Assignment: Give again, exactly as written, each line of the material below starting at the line that contains "pub struct Mailer<D: Dialer" and ending at the line that contains "pub const fn options(&self)". Both ends count, and no other line does.

-------- Data records --------

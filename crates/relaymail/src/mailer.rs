//! Send orchestration.
//!
//! A [`Mailer`] owns one SMTP session. Each [`Mailer::send`] validates the
//! addresses, serializes the message, makes sure the session is
//! authenticated, then runs `MAIL FROM`, `RCPT TO`, `DATA` and the payload
//! strictly in that order.

use std::fmt;
use std::panic::Location;
use std::sync::Arc;

use relaymail_mime::{MessageDescription, Recipient};
use relaymail_smtp::command::Command;
use relaymail_smtp::{Address, Config, Dialer, Reply, ReplyCode, Session, TcpDialer, parser};

use crate::error::{Error, Result};
use crate::log::{FAILURE_SEVERITY, LogSink, TracingSink, failure_message};

type BeforeSend = Box<dyn FnMut(&mut MessageDescription) + Send>;
type AfterSend = Box<dyn FnMut(&MessageDescription) + Send>;
type Inspect = Box<dyn FnMut(&[u8]) + Send>;

/// What to do with a failed send.
#[derive(Clone, Default)]
pub enum FailurePolicy {
    /// Return the error to the caller.
    #[default]
    Propagate,
    /// Report the error to a sink and return `Ok(false)`.
    Log(Arc<dyn LogSink>),
}

impl fmt::Debug for FailurePolicy {
    fn fmt(&self, f: &mut fmt::Formatter<'_>) -> fmt::Result {
        match self {
            Self::Propagate => f.write_str("Propagate"),
            Self::Log(_) => f.write_str("Log(..)"),
        }
    }
}

/// Per-mailer behaviour switches.
#[derive(Debug, Clone, Default)]
pub struct MailerOptions {
    /// Deliver every message to this address instead of the caller's recipient.
    pub force_to: Option<String>,
    /// Whether failures are returned or logged.
    pub failure_policy: FailurePolicy,
    /// Also issue `RCPT TO` for Cc and Bcc addresses.
    pub copy_recipients: bool,
}

impl MailerOptions {
    /// Creates default options: no redirect, failures propagate.
    #[must_use]
    pub fn new() -> Self {
        Self::default()
    }

    /// Redirects every message to `address`.
    #[must_use]
    pub fn force_to(mut self, address: impl Into<String>) -> Self {
        self.force_to = Some(address.into());
        self
    }

    /// Logs failures to `sink` instead of returning them.
    #[must_use]
    pub fn log_to(mut self, sink: Arc<dyn LogSink>) -> Self {
        self.failure_policy = FailurePolicy::Log(sink);
        self
    }

    /// Logs failures through `tracing` instead of returning them.
    #[must_use]
    pub fn log_to_tracing(self) -> Self {
        self.log_to(Arc::new(TracingSink))
    }

    /// Also delivers to Cc and Bcc addresses.
    #[must_use]
    pub const fn copy_recipients(mut self, enabled: bool) -> Self {
        self.copy_recipients = enabled;
        self
    }
}

/// Sends messages over one authenticated SMTP session.
pub struct Mailer<D: Dialer = TcpDialer> {
    session: Session<D>,
    options: MailerOptions,
    before_send: Option<BeforeSend>,
    after_send: Option<AfterSend>,
    inspect: Option<Inspect>,
}

impl Mailer<TcpDialer> {
    /// Creates a mailer for the relay in `config`.
    #[must_use]
    pub fn new(config: Config) -> Self {
        Self::with_options(config, MailerOptions::default())
    }

    /// Creates a mailer with explicit options.
    #[must_use]
    pub fn with_options(config: Config, options: MailerOptions) -> Self {
        Self::with_session(Session::new(config), options)
    }
}

impl<D: Dialer> Mailer<D> {
    /// Wraps an existing session.
    #[must_use]
    pub fn with_session(session: Session<D>, options: MailerOptions) -> Self {
        Self {
            session,
            options,
            before_send: None,
            after_send: None,
            inspect: None,
        }
    }

    /// Registers a hook that may edit each message before serialization.
    #[must_use]
    pub fn before_send<F>(mut self, hook: F) -> Self
    where
        F: FnMut(&mut MessageDescription) + Send + 'static,
    {
        self.before_send = Some(Box::new(hook));
        self
    }

    /// Registers a hook run after the relay accepted a message.
    #[must_use]
    pub fn after_send<F>(mut self, hook: F) -> Self
    where
        F: FnMut(&MessageDescription) + Send + 'static,
    {
        self.after_send = Some(Box::new(hook));
        self
    }

    /// Registers a callback that sees each serialized payload before it is
    /// transmitted.
    #[must_use]
    pub fn inspect<F>(mut self, callback: F) -> Self
    where
        F: FnMut(&[u8]) + Send + 'static,
    {
        self.inspect = Some(Box::new(callback));
        self
    }

    /// Returns the options.
    #[must_use]
    pub const fn options(&self) -> &MailerOptions {
        &self.options
    }

    /// Returns the underlying session.
    #[must_use]
    pub const fn session(&self) -> &Session<D> {
        &self.session
    }

    /// Returns the underlying session mutably.
    pub const fn session_mut(&mut self) -> &mut Session<D> {
        &mut self.session
    }

    /// Sends `message` from `sender` to `recipient`.
    ///
    /// Returns `Ok(true)` when the relay accepted the message and `Ok(false)`
    /// when it answered the payload, or `DATA`, with anything but 2xx. With
    /// [`FailurePolicy::Log`] every error is reported to the sink, tagged
    /// with the caller's file and line, and turned into `Ok(false)`.
    ///
    /// # Errors
    ///
    /// With [`FailurePolicy::Propagate`], returns [`Error::Configuration`]
    /// for a missing sender or recipient, [`Error::Mime`] if the message
    /// cannot be serialized, and [`Error::Smtp`] for any session or
    /// transport failure. A transport failure mid-transaction also closes
    /// the session.
    #[track_caller]
    pub fn send<R>(
        &mut self,
        sender: &str,
        recipient: R,
        message: MessageDescription,
    ) -> impl Future<Output = Result<bool>> + Send + '_
    where
        R: Into<Recipient>,
    {
        let location = Location::caller();
        let sender = sender.to_string();
        let recipient = recipient.into();

        async move {
            match self.transact(&sender, recipient, message).await {
                Ok(delivered) => Ok(delivered),
                Err(e) => self.fail(e, location),
            }
        }
    }

    /// Sends QUIT and closes the connection.
    pub async fn close(&mut self) {
        self.session.disconnect().await;
    }

    fn fail(&self, error: Error, location: &Location<'_>) -> Result<bool> {
        match &self.options.failure_policy {
            FailurePolicy::Propagate => Err(error),
            FailurePolicy::Log(sink) => {
                sink.log(&failure_message(&error, location), FAILURE_SEVERITY);
                Ok(false)
            }
        }
    }

    async fn transact(
        &mut self,
        sender: &str,
        recipient: Recipient,
        mut message: MessageDescription,
    ) -> Result<bool> {
        let sender = sender.trim();
        if sender.is_empty() {
            return Err(Error::Configuration("Sender address must be set".into()));
        }

        let recipient = match &self.options.force_to {
            Some(forced) => {
                tracing::debug!(forced = %forced, "Redirecting message to forced recipient");
                Recipient::from(forced.as_str())
            }
            None => recipient,
        };
        if recipient.is_empty() {
            return Err(Error::Configuration("Recipient address must be set".into()));
        }

        message.set_sender_address(sender);
        message.set_recipient(recipient);

        if let Some(hook) = self.before_send.as_mut() {
            hook(&mut message);
        }
        // The redirect wins over anything the hook put in the recipient.
        if let Some(forced) = &self.options.force_to {
            message.set_recipient(Recipient::from(forced.as_str()));
        }

        let (from, recipients) = self.envelope(&message)?;
        let payload = message.to_bytes()?;

        if let Some(inspect) = self.inspect.as_mut() {
            inspect(&payload);
        }

        self.session.ensure_ready().await?;

        match self.exchange(from, recipients, payload).await {
            Ok(delivered) => {
                if delivered && let Some(hook) = self.after_send.as_mut() {
                    hook(&message);
                }
                Ok(delivered)
            }
            Err(e) => {
                self.session.disconnect().await;
                Err(e.into())
            }
        }
    }

    fn envelope(&self, message: &MessageDescription) -> Result<(Address, Vec<Address>)> {
        let from = Address::new(message.sender.address.trim())?;

        let mut addresses = message.recipient.addresses();
        if self.options.copy_recipients {
            addresses.extend(
                message
                    .cc
                    .iter()
                    .chain(&message.bcc)
                    .filter(|m| !m.is_empty())
                    .map(|m| m.address.as_str()),
            );
        }

        let recipients = addresses
            .into_iter()
            .map(|a| Address::new(a.trim()))
            .collect::<relaymail_smtp::Result<Vec<_>>>()?;
        if recipients.is_empty() {
            return Err(Error::Configuration("Recipient address must be set".into()));
        }
        Ok((from, recipients))
    }

    async fn exchange(
        &mut self,
        from: Address,
        recipients: Vec<Address>,
        payload: Vec<u8>,
    ) -> relaymail_smtp::Result<bool> {
        let reply = self.session.send_command(&Command::MailFrom { from }).await?;
        note_unexpected("MAIL FROM", &reply);

        for to in recipients {
            let reply = self.session.send_command(&Command::RcptTo { to }).await?;
            note_unexpected("RCPT TO", &reply);
        }

        let reply = self.session.send_command(&Command::Data).await?;
        if !reply.is(ReplyCode::START_DATA) {
            tracing::warn!(
                code = reply.code.as_u16(),
                message = %reply.message_text(),
                "Server refused DATA; resetting transaction"
            );
            let reset = self.session.send_command(&Command::Rset).await?;
            note_unexpected("RSET", &reset);
            return Ok(false);
        }

        let reply = self.session.send_command(&Command::Payload(payload)).await?;
        let delivered = parser::is_success(&reply.to_string());
        if delivered {
            tracing::info!(code = reply.code.as_u16(), "Message accepted by relay");
        } else {
            tracing::warn!(
                code = reply.code.as_u16(),
                message = %reply.message_text(),
                "Message rejected by relay"
            );
        }
        Ok(delivered)
    }
}

fn note_unexpected(step: &str, reply: &Reply) {
    if !reply.is_success() {
        tracing::warn!(
            step,
            code = reply.code.as_u16(),
            message = %reply.message_text(),
            "Unexpected reply"
        );
    }
}

impl<D: Dialer> fmt::Debug for Mailer<D> {
    fn fmt(&self, f: &mut fmt::Formatter<'_>) -> fmt::Result {
        f.debug_struct("Mailer")
            .field("session", &self.session)
            .field("options", &self.options)
            .field("before_send", &self.before_send.is_some())
            .field("after_send", &self.after_send.is_some())
            .field("inspect", &self.inspect.is_some())
            .finish()
    }
}
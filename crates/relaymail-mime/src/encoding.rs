//! Encoding utilities for the wire form of a message.
//!
//! Base64 with fixed line width, RFC 2047 header words, CRLF line
//! normalisation and SMTP dot-stuffing.

use base64::Engine;
use base64::engine::general_purpose::STANDARD;

/// Line width for base64 attachment bodies (RFC 2045).
pub const BASE64_LINE_WIDTH: usize = 76;

/// Protocol line terminator.
pub const CRLF: &str = "\r\n";

/// Encodes data as Base64 on a single line.
#[must_use]
pub fn encode_base64(data: &[u8]) -> String {
    STANDARD.encode(data)
}

/// Encodes data as Base64 split into lines of `width` characters, each
/// terminated by CRLF.
#[must_use]
pub fn encode_base64_lines(data: &[u8], width: usize) -> String {
    let encoded = encode_base64(data);
    let width = width.max(4);
    let mut result = String::with_capacity(encoded.len() + (encoded.len() / width + 1) * 2);

    // Base64 output is pure ASCII, so byte chunks are char boundaries.
    for chunk in encoded.as_bytes().chunks(width) {
        result.push_str(&String::from_utf8_lossy(chunk));
        result.push_str(CRLF);
    }
    result
}

/// Encodes a header value using RFC 2047 `B` encoding when it is not
/// plain ASCII.
///
/// Format: `=?charset?B?encoded-text?=`
#[must_use]
pub fn encode_rfc2047(text: &str, charset: &str) -> String {
    if text.is_ascii() {
        return text.to_string();
    }
    let encoded = encode_base64(text.as_bytes());
    format!("=?{charset}?B?{encoded}?=")
}

/// Rewrites every line ending (`\r\n`, bare `\n` or bare `\r`) as CRLF.
#[must_use]
pub fn normalize_line_endings(text: &str) -> String {
    let mut result = String::with_capacity(text.len() + text.len() / 32);
    let mut chars = text.chars().peekable();

    while let Some(ch) = chars.next() {
        match ch {
            '\r' => {
                if chars.peek() == Some(&'\n') {
                    chars.next();
                }
                result.push_str(CRLF);
            }
            '\n' => result.push_str(CRLF),
            _ => result.push(ch),
        }
    }
    result
}

/// Doubles a leading `.` on every line so no body line can be mistaken for
/// the end-of-data marker. Expects CRLF line endings.
#[must_use]
pub fn dot_stuff(text: &str) -> String {
    let mut result = String::with_capacity(text.len());
    for (i, line) in text.split(CRLF).enumerate() {
        if i > 0 {
            result.push_str(CRLF);
        }
        if line.starts_with('.') {
            result.push('.');
        }
        result.push_str(line);
    }
    result
}
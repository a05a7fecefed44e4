//! RFC 5322 / MIME serializer.
//!
//! Header block order is fixed: `Subject`, `From`, `To`, `Cc`, `Bcc`,
//! `Reply-To`, custom headers, then either a single `Content-Type` with the
//! body or a `multipart/mixed` body with one part per attachment. The output
//! ends with the lone `.` line that closes the SMTP DATA phase.

use crate::content_type::ContentType;
use crate::encoding::{
    BASE64_LINE_WIDTH, CRLF, dot_stuff, encode_base64_lines, encode_rfc2047,
    normalize_line_endings,
};
use crate::error::{Error, Result};
use crate::header::{validate_name, validate_value};
use crate::mailbox::{DEFAULT_RECIPIENT_NAME, DEFAULT_SENDER_NAME, Mailbox, Recipient};
use crate::message::{Attachment, MessageDescription};
use std::fmt;

/// Charset label used for encoded header words.
const HEADER_CHARSET: &str = "UTF-8";

/// Line between the multipart headers and the first part.
pub const MULTIPART_PREAMBLE: &str = "This is a multi-part message in MIME format.";

/// Opaque multipart delimiter.
#[derive(Debug, Clone, PartialEq, Eq, Hash)]
pub struct Boundary(String);

impl Boundary {
    /// Creates a fresh random boundary (128 random bits, hex encoded).
    #[must_use]
    pub fn random() -> Self {
        Self(format!("{:032x}", rand::random::<u128>()))
    }

    /// Uses a caller-chosen boundary.
    #[must_use]
    pub fn new(value: impl Into<String>) -> Self {
        Self(value.into())
    }

    /// Returns the boundary text.
    #[must_use]
    pub fn as_str(&self) -> &str {
        &self.0
    }
}

impl Default for Boundary {
    fn default() -> Self {
        Self::random()
    }
}

impl fmt::Display for Boundary {
    fn fmt(&self, f: &mut fmt::Formatter<'_>) -> fmt::Result {
        f.write_str(&self.0)
    }
}

/// Serializes a message into wire bytes ready for the DATA phase.
///
/// # Errors
///
/// Returns [`Error::MissingSender`] or [`Error::MissingRecipient`] when an
/// address is empty, and [`Error::InvalidHeader`] when a generated header
/// line would contain CR or LF.
pub fn build(message: &MessageDescription) -> Result<Vec<u8>> {
    if message.sender.is_empty() {
        return Err(Error::MissingSender);
    }
    if message.recipient.is_empty() {
        return Err(Error::MissingRecipient);
    }

    let mut out = Writer::default();

    out.header("Subject", &encode_rfc2047(&message.subject, HEADER_CHARSET))?;
    out.header("From", &named(&message.sender, Some(DEFAULT_SENDER_NAME)))?;
    out.header("To", &to_value(&message.recipient))?;

    if !message.cc.is_empty() {
        out.header("Cc", &join_mailboxes(&message.cc))?;
    }
    if !message.bcc.is_empty() {
        // Written as a visible header; strip it before relaying if the
        // copies must stay hidden.
        out.header("Bcc", &join_mailboxes(&message.bcc))?;
    }
    if let Some(reply_to) = message.reply_to.as_deref().filter(|r| !r.is_empty()) {
        out.header("Reply-To", reply_to)?;
    }

    for (name, value) in message.headers.iter() {
        validate_name(name)?;
        out.header(name, value)?;
    }

    let body_type = message.body_kind.content_type();
    if message.attachments.is_empty() {
        out.header("Content-Type", &body_type.to_string())?;
        out.line("");
        out.body(&message.body);
    } else {
        let boundary = message.boundary.as_str();
        out.header("MIME-Version", "1.0")?;
        out.header(
            "Content-Type",
            &ContentType::multipart_mixed(boundary).to_string(),
        )?;
        out.line("");
        out.line(MULTIPART_PREAMBLE);

        out.delimiter(boundary);
        out.header("Content-Type", &body_type.to_string())?;
        out.header("Content-Transfer-Encoding", "8bit")?;
        out.line("");
        out.body(&message.body);

        for attachment in &message.attachments {
            out.delimiter(boundary);
            out.attachment(attachment)?;
        }

        out.line(&format!("--{boundary}--"));
    }

    out.line(".");
    Ok(out.finish())
}

/// `name <address>` with the name RFC 2047-encoded, falling back to
/// `default_name`, or the bare address when neither is set.
fn named(mailbox: &Mailbox, default_name: Option<&str>) -> String {
    match mailbox.name.as_deref().or(default_name) {
        Some(name) => format!(
            "{} <{}>",
            encode_rfc2047(name, HEADER_CHARSET),
            mailbox.address
        ),
        None => mailbox.address.clone(),
    }
}

fn to_value(recipient: &Recipient) -> String {
    match recipient {
        Recipient::Single(mailbox) => named(mailbox, Some(DEFAULT_RECIPIENT_NAME)),
        // Bulk lists are pre-joined by the caller and written verbatim.
        Recipient::Bulk(list) => list.to_header_value(),
    }
}

fn join_mailboxes(mailboxes: &[Mailbox]) -> String {
    mailboxes
        .iter()
        .map(|m| named(m, None))
        .collect::<Vec<_>>()
        .join(", ")
}

#[derive(Default)]
struct Writer {
    buf: String,
}

impl Writer {
    fn header(&mut self, name: &str, value: &str) -> Result<()> {
        validate_value(name, value)?;
        self.buf.push_str(name);
        self.buf.push_str(": ");
        self.buf.push_str(value);
        self.buf.push_str(CRLF);
        Ok(())
    }

    fn line(&mut self, line: &str) {
        self.buf.push_str(line);
        self.buf.push_str(CRLF);
    }

    fn delimiter(&mut self, boundary: &str) {
        self.line(&format!("--{boundary}"));
    }

    fn body(&mut self, body: &str) {
        let body = dot_stuff(&normalize_line_endings(body));
        self.line(&body);
    }

    fn attachment(&mut self, attachment: &Attachment) -> Result<()> {
        let name = &attachment.name;
        let content_type = attachment
            .content_type
            .clone()
            .with_quoted_parameter("name", name.as_str());

        self.header("Content-Type", &content_type.to_string())?;
        self.header(
            "Content-Disposition",
            &format!("attachment; filename=\"{name}\""),
        )?;
        self.header("Content-Transfer-Encoding", "base64")?;
        self.line("");
        self.buf
            .push_str(&encode_base64_lines(&attachment.data, BASE64_LINE_WIDTH));
        self.buf.push_str(CRLF);
        Ok(())
    }

    fn finish(self) -> Vec<u8> {
        self.buf.into_bytes()
    }
}
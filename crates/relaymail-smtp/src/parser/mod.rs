//! SMTP reply parser.

use crate::error::{Error, Result};
use crate::types::{Reply, ReplyCode};

/// Parses an SMTP reply from response lines (line terminators already removed).
///
/// SMTP replies can be single-line or multi-line:
/// - Single: `250 OK\r\n`
/// - Multi: `250-First line\r\n250-Second line\r\n250 Last line\r\n`
///
/// # Errors
///
/// Returns an error if there are no lines or the reply code is malformed.
pub fn parse_reply(lines: &[String]) -> Result<Reply> {
    let Some(first) = lines.first() else {
        return Err(Error::NoResponse);
    };

    let code_str = first
        .get(0..3)
        .ok_or_else(|| Error::Protocol(format!("Reply too short: {first}")))?;
    let code = code_str
        .parse::<u16>()
        .map_err(|_| Error::Protocol(format!("Invalid reply code: {code_str}")))?;

    // Skip code and separator (e.g., "250-" or "250 ")
    let message = lines
        .iter()
        .map(|line| line.get(4..).unwrap_or_default().to_string())
        .collect();

    Ok(Reply::new(ReplyCode::new(code), message))
}

/// Checks if a line is the last line of a multi-line reply.
///
/// Continuation lines carry `-` at position 3, the last line carries a space.
#[must_use]
pub fn is_last_reply_line(line: &str) -> bool {
    line.as_bytes().get(3) == Some(&b' ')
}

/// Classifies raw reply text: success means non-empty text whose trimmed
/// form starts with the `2` status class.
#[must_use]
pub fn is_success(text: &str) -> bool {
    text.trim_start().starts_with('2')
}

#[cfg(test)]
#[allow(clippy::unwrap_used)]
mod tests {
    use super::*;

    #[test]
    fn test_parse_single_line_reply() {
        let lines = vec!["250 OK".to_string()];
        let reply = parse_reply(&lines).unwrap();
        assert_eq!(reply.code.as_u16(), 250);
        assert_eq!(reply.message, vec!["OK"]);
        assert!(reply.is_success());
    }

    #[test]
    fn test_parse_multi_line_reply() {
        let lines = vec![
            "250-smtp.example.com".to_string(),
            "250-AUTH LOGIN PLAIN".to_string(),
            "250 STARTTLS".to_string(),
        ];
        let reply = parse_reply(&lines).unwrap();
        assert_eq!(reply.code.as_u16(), 250);
        assert_eq!(
            reply.message,
            vec!["smtp.example.com", "AUTH LOGIN PLAIN", "STARTTLS"]
        );
    }

    #[test]
    fn test_parse_code_only() {
        let reply = parse_reply(&["354".to_string()]).unwrap();
        assert_eq!(reply.code, ReplyCode::START_DATA);
        assert_eq!(reply.message, vec![""]);
    }

    #[test]
    fn test_is_last_reply_line() {
        assert!(is_last_reply_line("250 OK"));
        assert!(!is_last_reply_line("250-Continuing"));
        assert!(!is_last_reply_line("250"));
    }

    #[test]
    fn test_is_success() {
        assert!(is_success("250 OK"));
        assert!(is_success("  250 OK\r\n"));
        assert!(!is_success("550 Mailbox unavailable"));
        assert!(!is_success(""));
        assert!(!is_success("   "));
    }

    #[test]
    fn test_parse_error_empty() {
        assert!(matches!(parse_reply(&[]), Err(Error::NoResponse)));
    }

    #[test]
    fn test_parse_error_too_short() {
        assert!(parse_reply(&["25".to_string()]).is_err());
    }

    #[test]
    fn test_parse_error_invalid_code() {
        assert!(parse_reply(&["ABC OK".to_string()]).is_err());
    }
}
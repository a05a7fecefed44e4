//! Error types for sending mail.

use thiserror::Error;

/// Errors that can occur while sending a message.
#[derive(Debug, Error)]
pub enum Error {
    /// Session or transaction failure.
    #[error("SMTP error: {0}")]
    Smtp(#[from] relaymail_smtp::Error),

    /// Message could not be serialized.
    #[error("Message error: {0}")]
    Mime(#[from] relaymail_mime::Error),

    /// Sender or recipient missing.
    #[error("Configuration error: {0}")]
    Configuration(String),
}

impl Error {
    /// Returns true if the error was caused by caller input rather than by
    /// the relay or the network.
    #[must_use]
    pub const fn is_configuration(&self) -> bool {
        matches!(
            self,
            Self::Configuration(_)
                | Self::Mime(
                    relaymail_mime::Error::MissingSender
                        | relaymail_mime::Error::MissingRecipient
                        | relaymail_mime::Error::Attachment { .. }
                )
        )
    }
}

/// Result type alias using our Error type.
pub type Result<T> = std::result::Result<T, Error>;

#[cfg(test)]
mod tests {
    use super::*;

    #[test]
    fn test_configuration_classification() {
        assert!(Error::Configuration("no sender".into()).is_configuration());
        assert!(Error::from(relaymail_mime::Error::MissingRecipient).is_configuration());
        assert!(!Error::from(relaymail_smtp::Error::NoResponse).is_configuration());
    }

    #[test]
    fn test_display_wraps_source() {
        let err = Error::from(relaymail_smtp::Error::Auth {
            code: 535,
            message: "bad credentials".into(),
        });
        assert_eq!(
            err.to_string(),
            "SMTP error: Authentication failed (535): bad credentials"
        );
    }
}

--------

The answer:
pub struct Mailer<D: Dialer = TcpDialer> {
    session: Session<D>,
    options: MailerOptions,
    before_send: Option<BeforeSend>,
    after_send: Option<AfterSend>,
    inspect: Option<Inspect>,
}

impl Mailer<TcpDialer> {
    /// Creates a mailer for the relay in `config`.
    #[must_use]
    pub fn new(config: Config) -> Self {
        Self::with_options(config, MailerOptions::default())
    }

    /// Creates a mailer with explicit options.
    #[must_use]
    pub fn with_options(config: Config, options: MailerOptions) -> Self {
        Self::with_session(Session::new(config), options)
    }
}

impl<D: Dialer> Mailer<D> {
    /// Wraps an existing session.
    #[must_use]
    pub fn with_session(session: Session<D>, options: MailerOptions) -> Self {
        Self {
            session,
            options,
            before_send: None,
            after_send: None,
            inspect: None,
        }
    }

    /// Registers a hook that may edit each message before serialization.
    #[must_use]
    pub fn before_send<F>(mut self, hook: F) -> Self
    where
        F: FnMut(&mut MessageDescription) + Send + 'static,
    {
        self.before_send = Some(Box::new(hook));
        self
    }

    /// Registers a hook run after the relay accepted a message.
    #[must_use]
    pub fn after_send<F>(mut self, hook: F) -> Self
    where
        F: FnMut(&MessageDescription) + Send + 'static,
    {
        self.after_send = Some(Box::new(hook));
        self
    }

    /// Registers a callback that sees each serialized payload before it is
    /// transmitted.
    #[must_use]
    pub fn inspect<F>(mut self, callback: F) -> Self
    where
        F: FnMut(&[u8]) + Send + 'static,
    {
        self.inspect = Some(Box::new(callback));
        self
    }

    /// Returns the options.
    #[must_use]
    pub const fn options(&self) -> &MailerOptions {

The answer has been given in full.